Assume that Mugabe gets less than 50%, and Morgan Tsvangirai comes second, just narrowly
beating Simba Makoni: Mugabe gets 37%, Tsvangirai gets 32%, and Makoni gets 31%. If the
Makoni supporters are determined to get rid of Mugabe, and are also confident that they have
strong support amongst the already elected MPs, then they might decide to vote for Tsvangirai in
the second round, and, if the numbers hold, Tsvangirai gets 63% of the vote to Mugabe’s 37%.
Here it is worth remembering that this is a harmonized election, and, if there had to be a second
round for the Presidency, the composition of the Parliament would be already known, because
that was resolved on the basis of “simple” majorities.
Now, if the Makoni supporters are confident that they can control the Parliament, they might well
not feel threatened by a Tsvangirai presidency, and obviously want Mugabe gone, so they
support Tsvangirai in the second round, and the rest, as they say is history. Of course, they may
throw their weight behind Mugabe in order to prevent an MDC presidency, but here we can
presume some kind of internal deal between the Mugabe and the Makoni factions to keep
ZanuPF in control. However, take a very long spoon to sup with this devil on past performance,
and remember that once Mugabe has power it will not be so easy to wrest it away. Also be very
sure that Parliament has not been packed with Mugabe supporters, and we can guess that the
ZanuPF “dissidents” know this better than the rest of us.
This may also work the other way round. Assume that Mugabe gets 37%, Makoni gets 32%, and
Tsvangirai gets 31%. Since the greatest impediment to MDC political power has always been
Mugabe, it is safe to assume that they will encourage their supporters to vote for Makoni, who
then wins by 63% to Robert Mugabe’s 37%, and again the rest is history.

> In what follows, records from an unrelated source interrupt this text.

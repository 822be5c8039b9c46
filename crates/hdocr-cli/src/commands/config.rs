//! Config command - manage configuration.

use std::fs;
use std::path::{Path, PathBuf};

use clap::{Args, Subcommand};
use console::style;
use serde_json::Value;

use hdocr_core::HdocrConfig;

use super::config_file;

/// Arguments for the config command.
#[derive(Args)]
pub struct ConfigArgs {
    #[command(subcommand)]
    command: ConfigCommand,
}

#[derive(Subcommand)]
enum ConfigCommand {
    /// Show current configuration
    Show,

    /// Initialize a new configuration file
    Init(InitArgs),

    /// Get a specific configuration value
    Get {
        /// Configuration key (e.g., "inference.endpoint")
        key: String,
    },

    /// Set a configuration value
    Set {
        /// Configuration key
        key: String,
        /// New value
        value: String,
    },

    /// Show configuration file path
    Path,
}

#[derive(Args)]
struct InitArgs {
    /// Output path for configuration file
    #[arg(short, long)]
    output: Option<PathBuf>,

    /// Overwrite existing file
    #[arg(long)]
    force: bool,
}

pub async fn run(args: ConfigArgs, config_path: Option<&str>) -> anyhow::Result<()> {
    let path = config_file(config_path);

    match args.command {
        ConfigCommand::Show => show_config(&path),
        ConfigCommand::Init(init_args) => init_config(init_args, path),
        ConfigCommand::Get { key } => get_config(&path, &key),
        ConfigCommand::Set { key, value } => set_config(&path, &key, &value),
        ConfigCommand::Path => show_path(&path),
    }
}

fn read_or_default(path: &Path) -> anyhow::Result<HdocrConfig> {
    if path.exists() {
        Ok(HdocrConfig::from_file(path)?)
    } else {
        Ok(HdocrConfig::default())
    }
}

fn show_config(path: &Path) -> anyhow::Result<()> {
    if !path.exists() {
        eprintln!(
            "{} No config file found, showing defaults.",
            style("ℹ").blue()
        );
    }
    let config = read_or_default(path)?;

    println!("{}", serde_json::to_string_pretty(&config)?);

    Ok(())
}

fn init_config(args: InitArgs, path: PathBuf) -> anyhow::Result<()> {
    let output_path = args.output.unwrap_or(path);

    if output_path.exists() && !args.force {
        anyhow::bail!(
            "Config file already exists at {}. Use --force to overwrite.",
            output_path.display()
        );
    }

    if let Some(parent) = output_path.parent() {
        fs::create_dir_all(parent)?;
    }

    HdocrConfig::default().save(&output_path)?;

    println!(
        "{} Created configuration file at {}",
        style("✓").green(),
        output_path.display()
    );

    Ok(())
}

fn get_config(path: &Path, key: &str) -> anyhow::Result<()> {
    let json = serde_json::to_value(read_or_default(path)?)?;

    let mut current = &json;
    for part in key.split('.') {
        current = current
            .get(part)
            .ok_or_else(|| anyhow::anyhow!("Configuration key not found: {}", key))?;
    }

    println!("{}", serde_json::to_string_pretty(current)?);

    Ok(())
}

fn set_config(path: &Path, key: &str, value: &str) -> anyhow::Result<()> {
    let config = read_or_default(path)?;

    // Bare words that are not valid JSON are taken as strings
    let parsed_value: Value =
        serde_json::from_str(value).unwrap_or_else(|_| Value::String(value.to_string()));

    let mut json = serde_json::to_value(&config)?;
    set_key(&mut json, key, parsed_value.clone())?;

    let config: HdocrConfig = serde_json::from_value(json)
        .map_err(|e| anyhow::anyhow!("Invalid value for {}: {}", key, e))?;

    if let Some(parent) = path.parent() {
        fs::create_dir_all(parent)?;
    }
    config.save(path)?;

    println!(
        "{} Set {} = {}",
        style("✓").green(),
        key,
        serde_json::to_string(&parsed_value)?
    );

    Ok(())
}

/// Set a dotted key; every segment but the last must already exist.
fn set_key(json: &mut Value, key: &str, value: Value) -> anyhow::Result<()> {
    let parts: Vec<&str> = key.split('.').collect();
    let (last, parents) = parts
        .split_last()
        .ok_or_else(|| anyhow::anyhow!("Empty configuration key"))?;

    let mut current = json;
    for part in parents {
        current = current
            .get_mut(*part)
            .ok_or_else(|| anyhow::anyhow!("Configuration path not found: {}", key))?;
    }

    match current.as_object_mut() {
        Some(obj) => {
            obj.insert((*last).to_string(), value);
            Ok(())
        }
        None => anyhow::bail!("Cannot set value at non-object path: {}", key),
    }
}

fn show_path(path: &Path) -> anyhow::Result<()> {
    println!("Configuration file: {}", path.display());

    if path.exists() {
        println!("Status: {}", style("exists").green());
    } else {
        println!("Status: {}", style("not created").yellow());
        println!();
        println!("Run 'hdocr config init' to create a configuration file.");
    }

    Ok(())
}

#[cfg(test)]
mod tests {
    use super::*;
    use pretty_assertions::assert_eq;

    #[test]
    fn test_set_key_nested() {
        let mut json = serde_json::to_value(HdocrConfig::default()).unwrap();
        set_key(&mut json, "extraction.min_header_fields", Value::from(2)).unwrap();

        let config: HdocrConfig = serde_json::from_value(json).unwrap();
        assert_eq!(config.extraction.min_header_fields, 2);
    }

    #[test]
    fn test_set_key_missing_parent() {
        let mut json = serde_json::to_value(HdocrConfig::default()).unwrap();
        assert!(set_key(&mut json, "nope.value", Value::from(1)).is_err());
        assert!(set_key(&mut json, "inference.model.name", Value::from("x")).is_err());
    }
}
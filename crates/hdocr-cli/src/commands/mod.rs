//! Subcommands.

pub mod batch;
pub mod config;
pub mod parse;
pub mod process;

use std::fs;
use std::path::{Path, PathBuf};

use console::style;
use tracing::debug;

use hdocr_core::HdocrConfig;

/// `<config_dir>/hdocr/config.json`.
pub fn default_config_path() -> PathBuf {
    dirs::config_dir()
        .unwrap_or_else(|| PathBuf::from("."))
        .join("hdocr")
        .join("config.json")
}

/// The `--config` path if given, the default path otherwise.
pub fn config_file(config_path: Option<&str>) -> PathBuf {
    config_path
        .map(PathBuf::from)
        .unwrap_or_else(default_config_path)
}

/// Load the configuration used by the processing commands.
///
/// An explicit `--config` must exist; the default file is optional.
pub fn load_config(config_path: Option<&str>) -> anyhow::Result<HdocrConfig> {
    let config = match config_path {
        Some(path) => HdocrConfig::from_file(Path::new(path))
            .map_err(|e| anyhow::anyhow!("Cannot load config {}: {}", path, e))?,
        None => {
            let path = default_config_path();
            if path.exists() {
                debug!("Loading config from {}", path.display());
                HdocrConfig::from_file(&path)?
            } else {
                HdocrConfig::default()
            }
        }
    };

    Ok(config.with_env_overrides())
}

/// Write rendered output to `path`, or stdout when there is none.
pub fn write_output(content: &str, path: Option<&Path>) -> anyhow::Result<()> {
    match path {
        Some(path) => {
            fs::write(path, content)?;
            eprintln!(
                "{} Output written to {}",
                style("✓").green(),
                path.display()
            );
        }
        None => println!("{}", content.trim_end()),
    }
    Ok(())
}
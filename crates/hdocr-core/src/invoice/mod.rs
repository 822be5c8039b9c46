//! Line-item extraction from raw model text.

mod json;
mod normalize;
pub mod rules;
mod table;

pub use json::JsonRowExtractor;
pub use normalize::{RecordNormalizer, normalize_name, normalize_rows};
pub use table::{ColumnMap, Layout, LineKind, TableExtractor, extract_rows};

use tracing::debug;

use crate::models::config::ExtractionConfig;
use crate::models::record::{ProductRecord, TableRow};

/// Trait for strategies that pull raw rows out of model text.
pub trait RowExtractor: Send + Sync {
    /// Extract rows in source order; an empty vector means nothing matched.
    fn extract_rows(&self, text: &str) -> Vec<TableRow>;

    /// Strategy name used in logs.
    fn name(&self) -> &'static str;
}

/// Full text-to-records pipeline: row strategies, then normalization.
///
/// Strategies are tried in order and the first one that yields rows wins,
/// so the JSON fallback only runs when no table was found.
pub struct ProductExtractor {
    strategies: Vec<Box<dyn RowExtractor>>,
    normalizer: RecordNormalizer,
}

impl ProductExtractor {
    /// Table extraction with the JSON fallback enabled.
    pub fn new() -> Self {
        Self::from_config(&ExtractionConfig::default())
    }

    /// Build the pipeline described by `config`.
    pub fn from_config(config: &ExtractionConfig) -> Self {
        let mut strategies: Vec<Box<dyn RowExtractor>> = vec![Box::new(
            TableExtractor::new().with_min_header_fields(config.min_header_fields),
        )];
        if config.json_fallback {
            strategies.push(Box::new(JsonRowExtractor::new()));
        }

        Self {
            strategies,
            normalizer: RecordNormalizer::new(),
        }
    }

    /// Extract normalized records; never fails, may be empty.
    pub fn extract(&self, text: &str) -> Vec<ProductRecord> {
        for strategy in &self.strategies {
            let rows = strategy.extract_rows(text);
            if rows.is_empty() {
                continue;
            }

            let records = self.normalizer.normalize_all(&rows);
            debug!(
                "{} strategy: {} rows, {} records after normalization",
                strategy.name(),
                rows.len(),
                records.len()
            );
            return records;
        }

        debug!("No line items found in {} chars of text", text.len());
        Vec::new()
    }
}

impl Default for ProductExtractor {
    fn default() -> Self {
        Self::new()
    }
}

/// Extract normalized records with default settings.
pub fn extract_products(text: &str) -> Vec<ProductRecord> {
    ProductExtractor::new().extract(text)
}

Now, there have been situations where there were more than two candidates for the Presidential
election, as was the case in 2002. However, the split in the voting in 2002 was not interesting for
the purposes of comparison: according to the Registrar-General, Mugabe got 56% of the vote,
Tsvangirai got 42%, and the other three candidates less than 2% between them. This was
clearly not a three-horse race, as is the current situation, and we now have three very plausible
candidates.
Of course, Mugabe can get his 50% majority, just as he did in 2002: all the machinery remains in
place for getting the result he wants. However, this may be much more difficult than in 2002,
and very careful election observation could very well expose any rigging that takes place. This
would not require nation-wide observation, but merely the in-depth and total coverage of a
number of key constituencies.
And this is why the Makoni candidacy is so important. Not because he is some super-hero to save
the nation, but because his participation exposes Mugabe to serious challenge. If he makes 50%,
and rigging is exposed, then he will be in serious trouble, and not even SADC will save him. If he
gets less than 50%, then he is totally exposed to either the Makoni faction or the Tsvangirai
faction joining forces, not in an alliance, but merely in a vote. After all, elections are not only
about the transfer of power, but also about the test of public confidence. A betting man would
not believe that there are too many Zimbabweans with much love for their outgoing President,
and perhaps this time he has been too clever by way less than a half.